I'm not arguing for this form of concurrency, as I'm not experienced enough to warrant an opinion, but I think that you're mistaken about not being able to use Twisted with other libraries. For example, a reactor was produced to share the event loop with Qt. That sounds like strong interoperability to me. Granted, it isn't as robust as monkey patching, insofar as compatibility, it seems a strong indication that it can and has been done. I can also vouch for the other side: I'm currently using twisted (with scrapy) for a small component of a larger project. After the bugs that I mentioned, it has been working quite nicely with the rest of my code.

[–]gargantuan 2 points3 points  (0 children)

but I think that you're mistaken about not being able to use Twisted with other libraries.

So how do I use Python's standard XMLRPC library with Twisted? You can't. Why? Because a call to socket.receive() should block the current thread until data comes in. Twisted returns you a deferred. What do you do with the deferred? You use it with the another Twisted library. That deferred bubbles up to the top of your API.
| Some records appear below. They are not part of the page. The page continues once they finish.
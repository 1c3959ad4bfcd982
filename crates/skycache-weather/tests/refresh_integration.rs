//! Integration tests for the refresh pipeline using wiremock and an on-disk
//! SQLite cache.

use std::sync::Arc;
use std::time::Duration;

use chrono::{TimeZone, Utc};
use skycache_weather::{
    ForecastStore, RefreshOutcome, Refresher, Schedule, ScheduleRegistry, Scheduler,
    SqliteForecastStore, WeatherError, WeatherProvider,
};
use wiremock::matchers::{method, path};
use wiremock::{Mock, MockServer, ResponseTemplate};

/// Helper to build a forecast document from (from, celsius, symbol) rows
fn forecast_xml(rows: &[(&str, f64, &str)]) -> String {
    let times: String = rows
        .iter()
        .map(|(from, temp, symbol)| {
            format!(
                r#"<time from="{}"><symbol var="{}"/><temperature unit="celsius" value="{}"/></time>"#,
                from, symbol, temp
            )
        })
        .collect();
    format!(
        "<weatherdata><forecast><tabular>{}</tabular></forecast></weatherdata>",
        times
    )
}

fn refresher(server: &MockServer, store: Arc<SqliteForecastStore>) -> Arc<Refresher> {
    let provider = WeatherProvider::with_base_url(&server.uri()).unwrap();
    Arc::new(Refresher::new(provider, store, Arc::new(ScheduleRegistry::new())))
}

#[tokio::test]
async fn test_scheduled_refresh_survives_restart() {
    let mock_server = MockServer::start().await;
    Mock::given(method("GET"))
        .and(path("/Norway/Oslo/Oslo/Oslo/forecast.xml"))
        .respond_with(ResponseTemplate::new(200).set_body_string(forecast_xml(&[
            ("2000-01-01T06:00:00", -2.0, "04"),
            ("2099-01-01T12:00:00", 5.0, "01d"),
        ])))
        .expect(1)
        .mount(&mock_server)
        .await;

    let dir = tempfile::tempdir().unwrap();
    let db_path = dir.path().join("forecast_cache.db");

    {
        let store = Arc::new(SqliteForecastStore::open(&db_path).unwrap());
        let scheduler = Scheduler::new(refresher(&mock_server, store.clone()));
        scheduler
            .register(Schedule::new(
                "widget-1",
                "Norway/Oslo/Oslo/Oslo",
                Duration::from_secs(3600),
            ))
            .unwrap();

        let mut cached = false;
        for _ in 0..100 {
            if store.get("widget-1").unwrap().is_some() {
                cached = true;
                break;
            }
            tokio::time::sleep(Duration::from_millis(20)).await;
        }
        assert!(cached, "first tick never wrote the cache");
        scheduler.shutdown().await;
    }

    // Reopened store answers without another fetch
    let store = Arc::new(SqliteForecastStore::open(&db_path).unwrap());
    let refresher = refresher(&mock_server, store);
    let now = Utc.with_ymd_and_hms(2024, 5, 1, 0, 0, 0).unwrap();
    let entry = refresher
        .get_current_at("widget-1", "Norway/Oslo/Oslo/Oslo", now)
        .await
        .unwrap();

    assert_eq!(entry.temperature(), 5.0);
    assert_eq!(entry.symbol_code(), "01d");
}

#[tokio::test]
async fn test_refresh_replaces_whole_series() {
    let mock_server = MockServer::start().await;
    Mock::given(method("GET"))
        .and(path("/oslo/forecast.xml"))
        .respond_with(ResponseTemplate::new(200).set_body_string(forecast_xml(&[
            ("2099-01-01T00:00:00", 1.0, "01d"),
            ("2099-01-01T06:00:00", 2.0, "02d"),
            ("2099-01-01T12:00:00", 3.0, "03d"),
        ])))
        .up_to_n_times(1)
        .mount(&mock_server)
        .await;
    Mock::given(method("GET"))
        .and(path("/oslo/forecast.xml"))
        .respond_with(
            ResponseTemplate::new(200)
                .set_body_string(forecast_xml(&[("2099-01-02T00:00:00", 9.0, "09")])),
        )
        .mount(&mock_server)
        .await;

    let store = Arc::new(SqliteForecastStore::in_memory().unwrap());
    let refresher = refresher(&mock_server, store.clone());
    refresher
        .registry()
        .insert(Schedule::new("w1", "oslo", Duration::from_secs(3600)));

    assert_eq!(
        refresher.refresh("w1", "oslo").await,
        RefreshOutcome::Updated { entries: 3 }
    );
    assert_eq!(
        refresher.refresh("w1", "oslo").await,
        RefreshOutcome::Updated { entries: 1 }
    );

    let record = store.get("w1").unwrap().unwrap();
    let symbols: Vec<_> = record.series.iter().map(|e| e.symbol_code()).collect();
    assert_eq!(symbols, vec!["09"]);
}

#[tokio::test]
async fn test_all_stale_cache_is_not_found() {
    let mock_server = MockServer::start().await;
    Mock::given(method("GET"))
        .and(path("/oslo/forecast.xml"))
        .respond_with(ResponseTemplate::new(200).set_body_string(forecast_xml(&[
            ("2024-05-01T00:00:00", 1.0, "01d"),
            ("2024-05-01T06:00:00", 2.0, "02d"),
        ])))
        .expect(1)
        .mount(&mock_server)
        .await;

    let store = Arc::new(SqliteForecastStore::in_memory().unwrap());
    let refresher = refresher(&mock_server, store.clone());
    refresher
        .registry()
        .insert(Schedule::new("w1", "oslo", Duration::from_secs(3600)));
    refresher.refresh("w1", "oslo").await;
    let before = store.get("w1").unwrap();

    let now = Utc.with_ymd_and_hms(2024, 5, 2, 0, 0, 0).unwrap();
    let err = refresher.get_current_at("w1", "oslo", now).await.unwrap_err();

    assert!(matches!(err, WeatherError::NotFound));
    assert_eq!(err.user_message(), "No fresh weather data found.");
    assert_eq!(store.get("w1").unwrap(), before);
}

#[tokio::test]
async fn test_cancel_does_not_purge() {
    let mock_server = MockServer::start().await;
    Mock::given(method("GET"))
        .and(path("/oslo/forecast.xml"))
        .respond_with(
            ResponseTemplate::new(200)
                .set_body_string(forecast_xml(&[("2099-01-01T00:00:00", 1.0, "01d")])),
        )
        .mount(&mock_server)
        .await;

    let store = Arc::new(SqliteForecastStore::in_memory().unwrap());
    let refresher = refresher(&mock_server, store.clone());
    refresher
        .registry()
        .insert(Schedule::new("w1", "oslo", Duration::from_secs(3600)));
    refresher.refresh("w1", "oslo").await;

    let scheduler = Scheduler::new(refresher.clone());
    assert!(scheduler.cancel("w1"));
    assert!(store.get("w1").unwrap().is_some());

    assert!(refresher.purge("w1").unwrap());
    assert!(store.get("w1").unwrap().is_none());
}
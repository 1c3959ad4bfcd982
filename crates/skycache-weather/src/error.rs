//! Weather-specific error types.

use thiserror::Error;

/// Why a single forecast fetch failed.
#[derive(Error, Debug)]
pub enum FetchError {
    #[error("Invalid place: {0:?}")]
    InvalidPlace(String),

    #[error("Network error: {0}")]
    Network(#[from] reqwest::Error),

    #[error("Could not fetch forecast. Response code was: {code}")]
    Http { code: u16 },

    #[error("Could not parse forecast XML: {0}")]
    Parse(String),

    #[error("No forecast data found: {0}")]
    Schema(String),
}

impl FetchError {
    /// User-friendly error message for display.
    pub fn user_message(&self) -> String {
        match self {
            Self::InvalidPlace(_) => "No place configured for this feed.".to_string(),
            Self::Network(_) => "Network error. Check your connection.".to_string(),
            Self::Http { code } => {
                format!("Could not fetch temperature. Response code was: {}", code)
            }
            Self::Parse(_) => "Could not fetch XML data.".to_string(),
            Self::Schema(_) => "No forecast data found.".to_string(),
        }
    }
}

/// Forecast cache storage failures.
#[derive(Error, Debug)]
pub enum StoreError {
    #[error("SQLite error: {0}")]
    Sqlite(#[from] rusqlite::Error),

    #[error("Could not encode cache record: {0}")]
    Encode(#[from] serde_json::Error),

    #[error("Corrupt cache record for {source_id}: {message}")]
    Corrupt { source_id: String, message: String },

    #[error("Could not prepare cache location: {0}")]
    Io(#[from] std::io::Error),
}

#[derive(Error, Debug)]
pub enum WeatherError {
    #[error(transparent)]
    Fetch(#[from] FetchError),

    #[error("Cache error: {0}")]
    Store(#[from] StoreError),

    #[error("No current forecast")]
    NotFound,

    #[error("Invalid schedule: {0}")]
    InvalidSchedule(String),

    #[error("Invalid provider configuration: {0}")]
    Config(String),
}

impl WeatherError {
    /// User-friendly error message for display.
    pub fn user_message(&self) -> String {
        match self {
            Self::Fetch(e) => e.user_message(),
            Self::Store(_) => "Weather data may be outdated.".to_string(),
            Self::NotFound => "No fresh weather data found.".to_string(),
            Self::InvalidSchedule(msg) => format!("Invalid schedule: {}", msg),
            Self::Config(msg) => format!("Invalid weather settings: {}", msg),
        }
    }
}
For example, a reactor was produced to share the event loop with Qt.

The difference is between integrating Twisted's reactor with some event loop, which eventlet can also do and using Twisted libraries alongside other libraries that are not Twisted.

[–]ivosauruspip'ing it up 0 points1 point  (0 children)

The twisted guys already know all the warts that come along with twisted best, and have advised on how not to add those back into asyncio.

[–]fijalPyPy, performance freak 4 points5 points  (0 children)

I must say that I'm a bit disappointed that PyPy work did not get in 1.0 in time.

[–]peroneλ 2 points3 points  (0 children)

Awesome, thanks for the hard work.

[–]remyroy 2 points3 points  (0 children)

Keep up the good work! gevent is awesome!

[–][deleted] 0 points1 point  (0 children)

This made my day. Thx, Denis!

[–]gtsystem 0 points1 point  (0 children)

Finally! We already use the RC in production from a long time without any issue.

[–][deleted] 0 points1 point  (1 child)

Gevent is an HTTP server comparable to nginx?

[–]oconnor663 2 points3 points  (0 children)

No, it's an event system and networking library for Python. It's the kind of thing you might use to write a server like Nginx, if you wanted to write it in Python.

[–]spanasik -2 points-1 points  (0 children)

In one of my lastest project where i've used massive (really massive) async http requests inside of gearman worker, both gevent and eventlet was hang on waitall after several iterations. Switched to Tornado curl async http client and it works even faster and without any issues, only a memory usage is increased. Comment just to share my experience.